Doch derlei ist selten und kaum noch spürbar. Die Menschen, die unter bunten Sonnenschirmen auf den Straßen hocken, genießen den Besuch in der Stadt und scheinen für die Zeit ihrer Essenspause das große Reformationsjubiläum vergessen zu haben. Gleich danach geht es in die große Nationale Sonderausstellung „Luther! 95 Schätze“ oder in das beeindruckende             360-Grad-Panorama „Luther 1517 von Yadegar Asisi mit Bildern rund um die Geschehnisse vor 500 Jahren“. 

Wittenbergs Bewohner lieben ihren Luther und die Feierlichkeiten. Das ist an allen Ecken zu spüren. Gut, es gibt Ausnahmen. Wenn sich ein Angestellter im Cranachhaus über die in diesem Jahr ewig besetzten Parkplätze äußert, beispielsweise. Alle anderen lobpreisen ihren wichtigsten Bürger. Und das nicht nur aus Gründen des schnöden Mammons. 

Mit Stolz spricht ein junger Stadtführer von seiner „wohl schönsten Kleinstadt der Welt“, läuft rückwärts in Badeschlappen über den heißen Asphalt, um seiner Gruppe auch beim Gehen die wichtigsten Dinge zu erläutern. Wittenberg ist anregend und macht Spaß. Vielleicht wie damals, als sich hier die größten Geister versammelten. Wie ein Philipp Melanchthon, der eigentlich „Schwartzerdt“ hieß und sich aus Liebe zu alten Sprachen umbenannte. Professor an der Wittenberger Universität Leucorea, Wegbegleiter und sehr guter Freund Luthers. Je mehr man über ihn erfährt in seinem wunderbar restaurierten Renaissance-Haus in der Collegienstraße 60, desto größer wird der Wunsch, ihn einmal persönlich getroffen zu haben. Das als „Lehrer Deutschlands“ titulierte Universalgenie fasziniert auch 500 Jahre nach seinem Ableben. Da verblasst ganz kurz auch der, weswegen die Festivitäten in diesem Jahre stattfinden. 

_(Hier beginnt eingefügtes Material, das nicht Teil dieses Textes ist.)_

//! UI Components
//!
//! Reusable Leptos components.

mod card_list;
mod item_row;
mod theme_toggle;
mod todo_card;
mod todo_form;

pub use card_list::CardList;
pub use item_row::ItemRowInput;
pub use theme_toggle::ThemeToggle;
pub use todo_card::TodoCard;
pub use todo_form::TodoForm;
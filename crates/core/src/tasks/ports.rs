//! Port interfaces for the task and settings stores
//!
//! These traits define the boundary between the sync engine and the
//! relational storage layer, which is owned by the surrounding application.

use async_trait::async_trait;
use chrono::NaiveDate;
use tandem_domain::{Result, Task, TaskDraft, TaskPatch};

/// Trait for persisting and querying local tasks.
#[async_trait]
pub trait TaskRepository: Send + Sync {
    /// Load all tasks of a user whose external event id is in `ids`.
    ///
    /// This is the idempotency-key lookup of the inbound reconciler: one
    /// query for the whole window, never per-event probing.
    async fn find_by_external_ids(
        &self,
        user_email: &str,
        calendar_id: &str,
        ids: &[String],
    ) -> Result<Vec<Task>>;

    /// Apply creates and updates as one atomic batch.
    ///
    /// A partial failure must leave the store exactly as it was before the
    /// call. Returns the number of rows written.
    async fn upsert_batch(
        &self,
        user_email: &str,
        creates: Vec<TaskDraft>,
        updates: Vec<(String, TaskPatch)>,
    ) -> Result<usize>;

    /// List tasks scheduled within the inclusive date range, ordered by
    /// date, time, then creation instant. `include_unscheduled` also returns
    /// tasks with no scheduled date.
    async fn list_in_range(
        &self,
        user_email: &str,
        start: NaiveDate,
        end: NaiveDate,
        include_unscheduled: bool,
    ) -> Result<Vec<Task>>;

    /// Fetch a single task; `SyncError::NotFound` when absent or owned by
    /// another user.
    async fn get(&self, user_email: &str, task_id: &str) -> Result<Task>;

    /// Create a single task, assigning id and timestamps.
    async fn create(&self, user_email: &str, draft: TaskDraft) -> Result<Task>;

    /// Apply a patch to a single task and return the updated record.
    async fn update(&self, user_email: &str, task_id: &str, patch: TaskPatch) -> Result<Task>;

    /// Delete a single task.
    async fn delete(&self, user_email: &str, task_id: &str) -> Result<()>;
}

/// Trait for user-scoped settings the engine consults.
#[async_trait]
pub trait SettingsRepository: Send + Sync {
    /// IANA timezone configured by the user, if any.
    async fn get_user_timezone(&self, user_email: &str) -> Result<Option<String>>;

    /// Store the user's timezone.
    async fn set_user_timezone(&self, user_email: &str, timezone: &str) -> Result<()>;
}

Aber auch der dritte im Bunde, Lucas Cranach der Ältere, ist so lebendig in der Stadt vertreten, als käme er gleich pinselschwingend um die Ecke. Der Hof, den er mit seiner großen Familie und vielen Gehilfen bewohnte, ist restauriert und zu einem Kleinod geworden. Hier kann man es sich unter einem alten Kastanienbaum gemütlich machen und sich in die Renaissance zurückträumen, als Cranach in seiner Druckerstube die Übersetzung der Lutherbibel vervielfältigte.

Wer sich von Auswüchsen der Jubiläumsfeierlichkeiten, wie einer Schokobibel, einem Playmobil-Luther, Luthersocken, Lutherräuchermännchen oder Gummi-Entchen als Martin und Katharina verkleidet, nicht abschrecken lässt, wird angenehm überrascht werden.